Note that how much the car settles on its suspension will depend not only on wheel rate but also on the spring pre-load, if any. In some suspension systems (eg struts), the springs are compressed and then held captive in that compressed state. Pre-load holds the spring in place when the strut reaches full extension (which occurs when the car is jacked up or the wheels leave the road) but it also means that the car does not settle to the extent that you might first expect when the weight is on the springs.

For example, a spring might have a rate of 100 pounds/inch and a free length of 15 inches. When it is mounted on the strut it is compressed to (say) 11.6 inches, and so the pre-load is 3.4 inches. To compress the spring by each inch takes 100 pounds, and so the compressive force acting on the spring when it is on the strut must be 340 pounds (3.4 inches x 100 pounds per inch rate). If there are 665 pounds acting through that corner of the car when the car is stationary, the spring will settle only 3.25 inches, because the first 340 pounds of the car’s weight is needed just to overcome the pre-load. If there was no pre-load, the car would settle by 6.65 inches (665 pounds divided by the 100 pounds/inch spring rate).

IPguy

Finally, a discussion of wheel rates and motion ratios for the GT3. I have been looking for this information for quite some time.
Thanks John! Isn't that the motion ratio you posted? (f=1/r=.75)
In another week we will be onto suspension frequency....

911SLOW

You are welcome.

Yes it is approximately, and how nice it is to start a thread with "Guys I have a Quick suspension question" and to end up talking about suspension frequency.

Proceed with caution : )

AllanJ

Good info (and the rest too)! Thanks John.

911SLOW

An excellent book for petrolheads that like suspension beyond therapy is "Race Car Vehicle Dynamics" by William F. Milliken & Douglas L. Milliken.

It's expensive but worth every penny.

himself

*sigh* I just wanted spring lengths. I'm going with 11" @ 1000lbs for the rear and 4" @ 200lbs for the front. Does that sound about right?

Seriously, all the extra info is great, but I'm still struggling with what springs I should opt for.

-td

AllanJ

Unless you're doing this all yourself, your shop should take care of it for you.

...otherwise....

Like I said before, oem free lengths are as follows:

front: 9-3/16" (233 mm)
rear: 9-5/8" (244 mm)

Look at the way your car is right now and see where the lower spring perch is located on the threaded shock body.
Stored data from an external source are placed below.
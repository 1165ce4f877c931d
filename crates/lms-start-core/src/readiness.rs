//! Waiting for a freshly launched server: fixed delay or HTTP polling.

use anyhow::{Context, Result};
use std::time::{Duration, Instant};

pub trait Clock {
    fn now(&self) -> Instant;
    fn sleep(&mut self, duration: Duration);
}

#[derive(Debug, Default)]
pub struct SystemClock;

impl Clock for SystemClock {
    fn now(&self) -> Instant {
        Instant::now()
    }

    fn sleep(&mut self, duration: Duration) {
        std::thread::sleep(duration);
    }
}

/// Answers "is something serving `url` yet?".
pub trait Probe {
    fn is_ready(&mut self, url: &str) -> bool;
}

/// Probes with a blocking reqwest client. Any HTTP response counts as ready;
/// only connection errors and timeouts do not.
pub struct HttpProbe {
    client: reqwest::blocking::Client,
}

impl HttpProbe {
    pub const REQUEST_TIMEOUT: Duration = Duration::from_secs(2);

    pub fn new() -> Result<Self> {
        let client = reqwest::blocking::Client::builder()
            .timeout(Self::REQUEST_TIMEOUT)
            .build()
            .context("Failed to create HTTP client")?;
        Ok(Self { client })
    }
}

impl Probe for HttpProbe {
    fn is_ready(&mut self, url: &str) -> bool {
        self.client.get(url).send().is_ok()
    }
}

#[derive(Debug, Clone, PartialEq, Eq)]
pub enum Wait {
    /// Sleep, then assume the service is up.
    Fixed(Duration),
    /// Probe `url` every `interval` until it answers or `timeout` passes.
    Poll {
        url: String,
        interval: Duration,
        timeout: Duration,
    },
}

#[derive(Debug, Clone, Copy, PartialEq, Eq)]
pub enum Readiness {
    /// Fixed delay elapsed; nothing was checked.
    Assumed,
    Ready { attempts: u32 },
    TimedOut { attempts: u32 },
}

pub fn wait(strategy: &Wait, clock: &mut dyn Clock, probe: &mut dyn Probe) -> Readiness {
    match strategy {
        Wait::Fixed(delay) => {
            clock.sleep(*delay);
            Readiness::Assumed
        }
        Wait::Poll {
            url,
            interval,
            timeout,
        } => poll(url, *interval, *timeout, clock, probe),
    }
}

fn poll(
    url: &str,
    interval: Duration,
    timeout: Duration,
    clock: &mut dyn Clock,
    probe: &mut dyn Probe,
) -> Readiness {
    // `None` when the timeout is too large to represent: poll without a deadline.
    let deadline = clock.now().checked_add(timeout);
    let mut attempts: u32 = 0;
    loop {
        attempts = attempts.saturating_add(1);
        if probe.is_ready(url) {
            return Readiness::Ready { attempts };
        }
        let pause = match deadline {
            Some(deadline) => {
                let now = clock.now();
                if now >= deadline {
                    return Readiness::TimedOut { attempts };
                }
                interval.min(deadline - now)
            }
            None => interval,
        };
        clock.sleep(pause);
    }
}

#[cfg(test)]
mod tests {
    use super::*;

    struct FakeClock {
        start: Instant,
        elapsed: Duration,
        sleeps: Vec<Duration>,
    }

    impl FakeClock {
        fn new() -> Self {
            Self {
                start: Instant::now(),
                elapsed: Duration::ZERO,
                sleeps: Vec::new(),
            }
        }
    }

    impl Clock for FakeClock {
        fn now(&self) -> Instant {
            self.start + self.elapsed
        }

        fn sleep(&mut self, duration: Duration) {
            self.elapsed += duration;
            self.sleeps.push(duration);
        }
    }

    /// Ready after `after` failed probes; `None` = never.
    struct CountingProbe {
        after: Option<u32>,
        calls: u32,
        urls: Vec<String>,
    }

    impl Probe for CountingProbe {
        fn is_ready(&mut self, url: &str) -> bool {
            self.calls += 1;
            self.urls.push(url.to_string());
            matches!(self.after, Some(n) if self.calls > n)
        }
    }

    fn poll_wait(timeout_secs: u64) -> Wait {
        Wait::Poll {
            url: "http://localhost:3001/health".to_string(),
            interval: Duration::from_millis(500),
            timeout: Duration::from_secs(timeout_secs),
        }
    }

    #[test]
    fn fixed_sleeps_once_and_never_probes() {
        let mut clock = FakeClock::new();
        let mut probe = CountingProbe { after: Some(0), calls: 0, urls: vec![] };
        let result = wait(&Wait::Fixed(Duration::from_secs(8)), &mut clock, &mut probe);
        assert_eq!(result, Readiness::Assumed);
        assert_eq!(clock.sleeps, vec![Duration::from_secs(8)]);
        assert_eq!(probe.calls, 0);
    }

    #[test]
    fn poll_returns_on_first_answer() {
        let mut clock = FakeClock::new();
        let mut probe = CountingProbe { after: Some(3), calls: 0, urls: vec![] };
        let result = wait(&poll_wait(60), &mut clock, &mut probe);
        assert_eq!(result, Readiness::Ready { attempts: 4 });
        assert_eq!(clock.elapsed, Duration::from_millis(1500));
        assert!(probe.urls.iter().all(|u| u == "http://localhost:3001/health"));
    }

    #[test]
    fn poll_gives_up_at_timeout() {
        let mut clock = FakeClock::new();
        let mut probe = CountingProbe { after: None, calls: 0, urls: vec![] };
        let result = wait(&poll_wait(2), &mut clock, &mut probe);
        // Probes at 0, 0.5, 1.0, 1.5 and 2.0 seconds.
        assert_eq!(result, Readiness::TimedOut { attempts: 5 });
        assert_eq!(clock.elapsed, Duration::from_secs(2));
    }

    #[test]
    fn poll_never_sleeps_past_deadline() {
        let mut clock = FakeClock::new();
        let mut probe = CountingProbe { after: None, calls: 0, urls: vec![] };
        let strategy = Wait::Poll {
            url: "http://localhost:5173".to_string(),
            interval: Duration::from_secs(3),
            timeout: Duration::from_secs(4),
        };
        let result = wait(&strategy, &mut clock, &mut probe);
        assert_eq!(result, Readiness::TimedOut { attempts: 3 });
        assert_eq!(clock.sleeps, vec![Duration::from_secs(3), Duration::from_secs(1)]);
    }

    #[test]
    fn unrepresentable_timeout_polls_until_ready() {
        let mut clock = FakeClock::new();
        let mut probe = CountingProbe { after: Some(2), calls: 0, urls: vec![] };
        let strategy = Wait::Poll {
            url: "http://localhost:3001/health".to_string(),
            interval: Duration::from_millis(500),
            timeout: Duration::from_secs(u64::MAX),
        };
        let result = wait(&strategy, &mut clock, &mut probe);
        assert_eq!(result, Readiness::Ready { attempts: 3 });
        assert_eq!(clock.elapsed, Duration::from_secs(1));
    }

    #[test]
    fn http_probe_reports_closed_port_as_not_ready() {
        let listener = std::net::TcpListener::bind("127.0.0.1:0").unwrap();
        let port = listener.local_addr().unwrap().port();
        drop(listener);
        let mut probe = HttpProbe::new().unwrap();
        assert!(!probe.is_ready(&format!("http://127.0.0.1:{}/health", port)));
    }
}
use anyhow::{Context, Result};
use colored::Colorize;
use dialoguer::Confirm;
use lms_start_core::config::CONFIG_FILE;
use lms_start_core::project;
use lms_start_core::template::{TemplateEngine, DEFAULT_CONFIG};

use super::GlobalArgs;

/// Write the embedded default config. An existing file is only replaced
/// with `--force` or after confirmation.
pub fn run(global: &GlobalArgs, force: bool) -> Result<()> {
    let root = project::resolve_root(global.root.as_deref())?;
    let path = match &global.config {
        Some(p) if p.is_absolute() => p.clone(),
        Some(p) => root.join(p),
        None => root.join(CONFIG_FILE),
    };

    if path.exists() && !force {
        let overwrite = Confirm::new()
            .with_prompt(format!("{} already exists. Overwrite?", path.display()))
            .default(false)
            .interact()?;
        if !overwrite {
            println!("  {} {} (kept existing file)", "skip".yellow(), path.display());
            return Ok(());
        }
    }

    let engine = TemplateEngine::new()?;
    let content = engine.get_raw(DEFAULT_CONFIG)?;
    std::fs::write(&path, content)
        .with_context(|| format!("Failed to write {}", path.display()))?;

    println!("  {} {}", "create".green(), path.display());
    println!();
    println!("Edit the URLs and commands, then run: {}", "lms-start".bold());
    Ok(())
}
If you are near the top or bottom, then err on the side of caution to make sure your new spring stack will give you enough leeway to adjust the ride height.

Front: I'd try 160mm mains with 60mm tenders and assume the spacer will take up a few mm.
Rear: If you have the space, I'd also go with 160mm mains and 60mm tenders here.

...if I guessed wrong then it would be obvious after installation and I'd order new main springs. Consolation: 160mm lengths are fine for the new Moton line so *when* you upgrade to Motons you'll be set.

In fact, wouldn't Motons be much easier about now? No guesswork because many folks have done this.

Cheers,

Mike K.

I think I answered that.If you want spring rates and valving pm me.